21 Logistic Regression
Up until now, we have dealt with linear regression which requires a continuous
dependent variable. However in research, especially medical research, lots of
outcome variables are binary such as disease present or absent, death or
survival and cured or not cured. Modelling binary outcome data usually requires
logistic regression and this is done in R using the glm()
function with the
family specified as binomial.
In this section, we go back to the ANCdata
used previously.
df_anc <-
readstata13::read.dta13(".\\Data\\ANCdata.dta")
And summarize as below
df_anc %>% summarytools::dfSummary(graph.col = F)
Data Frame Summary
df_anc
Dimensions: 755 x 3
Duplicates: 747
--------------------------------------------------------------------------
No Variable Stats / Values Freqs (% of Valid) Valid Missing
---- ---------- ---------------- -------------------- ---------- ---------
1 death 1. no 689 (91.3%) 755 0
[factor] 2. yes 66 ( 8.7%) (100.0%) (0.0%)
2 anc 1. old 419 (55.5%) 755 0
[factor] 2. new 336 (44.5%) (100.0%) (0.0%)
3 clinic 1. A 497 (65.8%) 755 0
[factor] 2. B 258 (34.2%) (100.0%) (0.0%)

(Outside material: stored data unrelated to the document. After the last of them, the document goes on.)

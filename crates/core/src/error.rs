#[derive(Debug, thiserror::Error)]
pub enum CoreError {
    #[error("Validation failed: {0}")]
    Validation(String),

    #[error("Unauthorized: {0}")]
    Unauthorized(String),
}

impl From<validator::ValidationErrors> for CoreError {
    fn from(errors: validator::ValidationErrors) -> Self {
        CoreError::Validation(errors.to_string())
    }
}
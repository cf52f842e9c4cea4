//! Error types for the allowlist-merkle crate
//!
//! Every fallible operation in the crate returns [`MerkleError`]. The variants
//! map onto the distinct ways a caller can misuse the tree:
//!
//! - `EmptyInput`: a tree was requested over zero values
//! - `IndexOutOfRange`: a proof was requested for a leaf that does not exist
//! - `MalformedProof`: a proof is structurally corrupt (bad digest length)
//! - `LeafNotFound`: a proof was requested by value for a non-member
//! - `InvalidHex`: a digest failed to decode from its hex form
//!
//! A proof that simply does not lead to the claimed root is not an error:
//! verification returns `Ok(false)` in that case.
//!
//! ## Example Usage
//!
//! ```
//! use allowlist_merkle::{Keccak256, MerkleError, TreeBuilder};
//!
//! let values: Vec<&[u8]> = Vec::new();
//! match TreeBuilder::new(Keccak256).build(values) {
//!     Err(MerkleError::EmptyInput) => println!("nothing to commit to"),
//!     Err(e) => println!("other error: {e}"),
//!     Ok(tree) => println!("root: {}", tree.root()),
//! }
//! ```

use alloy_primitives::hex::FromHexError;
use thiserror::Error;

use crate::digest::Digest;

/// Result type for operations in the merkle crate
pub type Result<T> = std::result::Result<T, MerkleError>;

/// Main error type for the merkle crate
#[derive(Error, Debug, Clone, PartialEq)]
pub enum MerkleError {
    /// A tree was requested over an empty set of values
    #[error("cannot build a merkle tree from an empty input")]
    EmptyInput,

    /// The requested leaf index does not exist
    #[error("leaf index {index} out of range for tree with {len} leaves")]
    IndexOutOfRange {
        /// The requested index.
        index: usize,
        /// Number of leaves in the tree.
        len: usize,
    },

    /// A proof step is structurally invalid
    #[error("malformed proof at step {step}: {reason}")]
    MalformedProof {
        /// Position of the offending step, counted from the leaf.
        step: usize,
        /// What is wrong with the step.
        reason: String,
    },

    /// The requested leaf digest is not part of the tree
    #[error("leaf {0} is not part of the tree")]
    LeafNotFound(Digest),

    /// A digest could not be decoded from hex
    #[error("invalid hex digest: {0}")]
    InvalidHex(#[from] FromHexError),
}

impl MerkleError {
    /// Shorthand for [`MerkleError::IndexOutOfRange`].
    pub const fn index_out_of_range(index: usize, len: usize) -> Self {
        Self::IndexOutOfRange { index, len }
    }

    /// Shorthand for [`MerkleError::MalformedProof`].
    pub fn malformed_proof<S: Into<String>>(step: usize, reason: S) -> Self {
        Self::MalformedProof {
            step,
            reason: reason.into(),
        }
    }

    /// A proof step whose sibling digest has the wrong length.
    pub fn digest_length(step: usize, expected: usize, actual: usize) -> Self {
        Self::malformed_proof(
            step,
            format!("sibling digest is {actual} bytes, expected {expected}"),
        )
    }
}
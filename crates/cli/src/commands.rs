//! Command implementations
//!
//! Each command writes its report to `out` and returns whether every value it
//! was asked about turned out to be a member.

use std::io::Write;

use allowlist_merkle::{
    Digest, HashFunction, Keccak256, MerkleError, MerkleTree, Proof, TreeBuilder, TreeOptions,
    Verifier,
};
use anyhow::Context;
use log::{debug, warn};

use crate::cli::TreeArgs;
use crate::input::load_values;

/// Load the input values and build the tree over them
fn build_tree(args: &TreeArgs) -> anyhow::Result<(MerkleTree<Keccak256>, Vec<String>)> {
    let values = load_values(args.input.as_deref())?;
    let tree = TreeBuilder::new(Keccak256)
        .with_options(args.options())
        .build(&values)
        .context("failed to build tree")?;
    debug!("tree over {} values, depth {}", tree.leaf_count(), tree.depth());
    Ok((tree, values))
}

pub(crate) fn root<W: Write>(args: &TreeArgs, out: &mut W) -> anyhow::Result<bool> {
    let (tree, _) = build_tree(args)?;
    writeln!(out, "{}", tree.root_hex())?;
    Ok(true)
}

pub(crate) fn show<W: Write>(args: &TreeArgs, out: &mut W) -> anyhow::Result<bool> {
    let (tree, _) = build_tree(args)?;
    writeln!(out, "Root hash: {}", tree.root_hex())?;
    write!(out, "{tree}")?;
    Ok(true)
}

pub(crate) fn prove<W: Write>(args: &TreeArgs, value: &str, out: &mut W) -> anyhow::Result<bool> {
    let (tree, _) = build_tree(args)?;
    let leaf = Keccak256.hash(value.as_bytes());

    match tree.proof_for_leaf(&leaf) {
        Ok(proof) => {
            for step in &proof {
                writeln!(out, "{step}")?;
            }
            Ok(true)
        }
        Err(MerkleError::LeafNotFound(_)) => {
            warn!("{value} is not part of the tree");
            Ok(false)
        }
        Err(err) => Err(err.into()),
    }
}

pub(crate) fn check<W: Write>(
    args: &TreeArgs,
    values: &[String],
    out: &mut W,
) -> anyhow::Result<bool> {
    let (tree, inputs) = build_tree(args)?;
    let root = tree.root().clone();

    let candidates: &[String] = if values.is_empty() { &inputs } else { values };

    let mut all_members = true;
    for value in candidates {
        let leaf = Keccak256.hash(value.as_bytes());
        let member = match tree.proof_for_leaf(&leaf) {
            Ok(proof) => tree.verify(&proof, &leaf, &root)?,
            Err(MerkleError::LeafNotFound(_)) => false,
            Err(err) => return Err(err.into()),
        };
        writeln!(out, "{value}: {member}")?;
        all_members &= member;
    }

    Ok(all_members)
}

pub(crate) fn verify<W: Write>(
    root: &str,
    proof: &[String],
    sort_pairs: bool,
    value: &str,
    out: &mut W,
) -> anyhow::Result<bool> {
    let root: Digest = root.parse().context("invalid root")?;
    let proof = Proof::from_hex(proof).context("invalid proof")?;

    let verifier = Verifier::new(Keccak256, TreeOptions::default().with_sort_pairs(sort_pairs));
    let leaf = Keccak256.hash(value.as_bytes());
    let member = verifier.verify(&proof, &leaf, &root)?;

    writeln!(out, "{member}")?;
    Ok(member)
}

#[cfg(test)]
mod tests {
    use super::*;

    const SORTED_ROOT: &str = "0x197f278a69a7aad76a9fd4d7a4cfd57bba7bf6b6d8825593bb15ffed295552a4";

    fn run<F>(f: F) -> (bool, String)
    where
        F: FnOnce(&mut Vec<u8>) -> anyhow::Result<bool>,
    {
        let mut out = Vec::new();
        let ok = f(&mut out).unwrap();
        (ok, String::from_utf8(out).unwrap())
    }

    #[test]
    fn test_root_of_demo_values() {
        let (ok, out) = run(|out| root(&TreeArgs::default(), out));
        assert!(ok);
        assert_eq!(out.trim(), SORTED_ROOT);
    }

    #[test]
    fn test_show_starts_with_root() {
        let (_, out) = run(|out| show(&TreeArgs::default(), out));
        let mut lines = out.lines();
        assert_eq!(lines.next().unwrap(), format!("Root hash: {SORTED_ROOT}"));
        assert!(lines.next().unwrap().starts_with("└─ 197f278a"));
        assert_eq!(out.lines().count(), 1 + 7);
    }

    #[test]
    fn test_check_demo_loop() {
        let (ok, out) = run(|out| check(&TreeArgs::default(), &[], out));
        assert!(ok);
        assert_eq!(
            out,
            "test1@gmail.com: true\ntest2@gmail.com: true\ntest3@gmail.com: true\n"
        );

        let (ok, out) = run(|out| check(&TreeArgs::default(), &["nobody@gmail.com".into()], out));
        assert!(!ok);
        assert_eq!(out, "nobody@gmail.com: false\n");
    }

    #[test]
    fn test_check_defaults_to_loaded_input() {
        let path =
            std::env::temp_dir().join(format!("allowlist-check-{}.txt", std::process::id()));
        std::fs::write(&path, "a@example.com\nb@example.com\n").unwrap();

        let args = TreeArgs {
            input: Some(path.clone()),
            unsorted_pairs: false,
        };
        let (tree, values) = build_tree(&args).unwrap();
        assert_eq!(values, vec!["a@example.com", "b@example.com"]);
        assert_eq!(tree.leaf_count(), 2);

        let (ok, out) = run(|out| check(&args, &[], out));
        std::fs::remove_file(&path).unwrap();

        assert!(ok);
        assert_eq!(out, "a@example.com: true\nb@example.com: true\n");
    }

    #[test]
    fn test_prove_then_verify() {
        let (ok, out) = run(|out| prove(&TreeArgs::default(), "test1@gmail.com", out));
        assert!(ok);
        let steps: Vec<String> = out.lines().map(str::to_owned).collect();
        assert_eq!(steps.len(), 2);

        let (ok, out) = run(|out| verify(SORTED_ROOT, &steps, true, "test1@gmail.com", out));
        assert!(ok);
        assert_eq!(out, "true\n");

        let (ok, _) = run(|out| verify(SORTED_ROOT, &steps, true, "test2@gmail.com", out));
        assert!(!ok);
    }

    #[test]
    fn test_prove_positional_emits_tags() {
        let args = TreeArgs {
            input: None,
            unsorted_pairs: true,
        };
        let (ok, out) = run(|out| prove(&args, "test3@gmail.com", out));
        assert!(ok);
        let steps: Vec<&str> = out.lines().collect();
        assert!(steps[0].starts_with("right:0x"));
        assert!(steps[1].starts_with("left:0x"));
    }

    #[test]
    fn test_prove_missing_value() {
        let (ok, out) = run(|out| prove(&TreeArgs::default(), "nobody@gmail.com", out));
        assert!(!ok);
        assert!(out.is_empty());
    }

    #[test]
    fn test_verify_rejects_bad_hex() {
        let mut out = Vec::new();
        assert!(verify("0xzz", &[], true, "v", &mut out).is_err());
    }
}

--------------------------------------------------------------------------
21.1 Logistic regression with a single binary predictor
Our mission is to determine the relationship between the anc (anc) type used for managing pregnant women and the outcome of the pregnancy (death). To answer this question we run a logistic regression model in its simplest form as below
term | estimate | std.error | statistic | p.value |
---|---|---|---|---|
(Intercept) | -2.09 | 0.156 | -13.4 | 6.63e-41 |
ancnew | -0.667 | 0.279 | -2.39 | 0.0166 |
The object that results from a glm() model is of class glm and lm. lm because it could also be used for linear modelling as we did using the lm() function.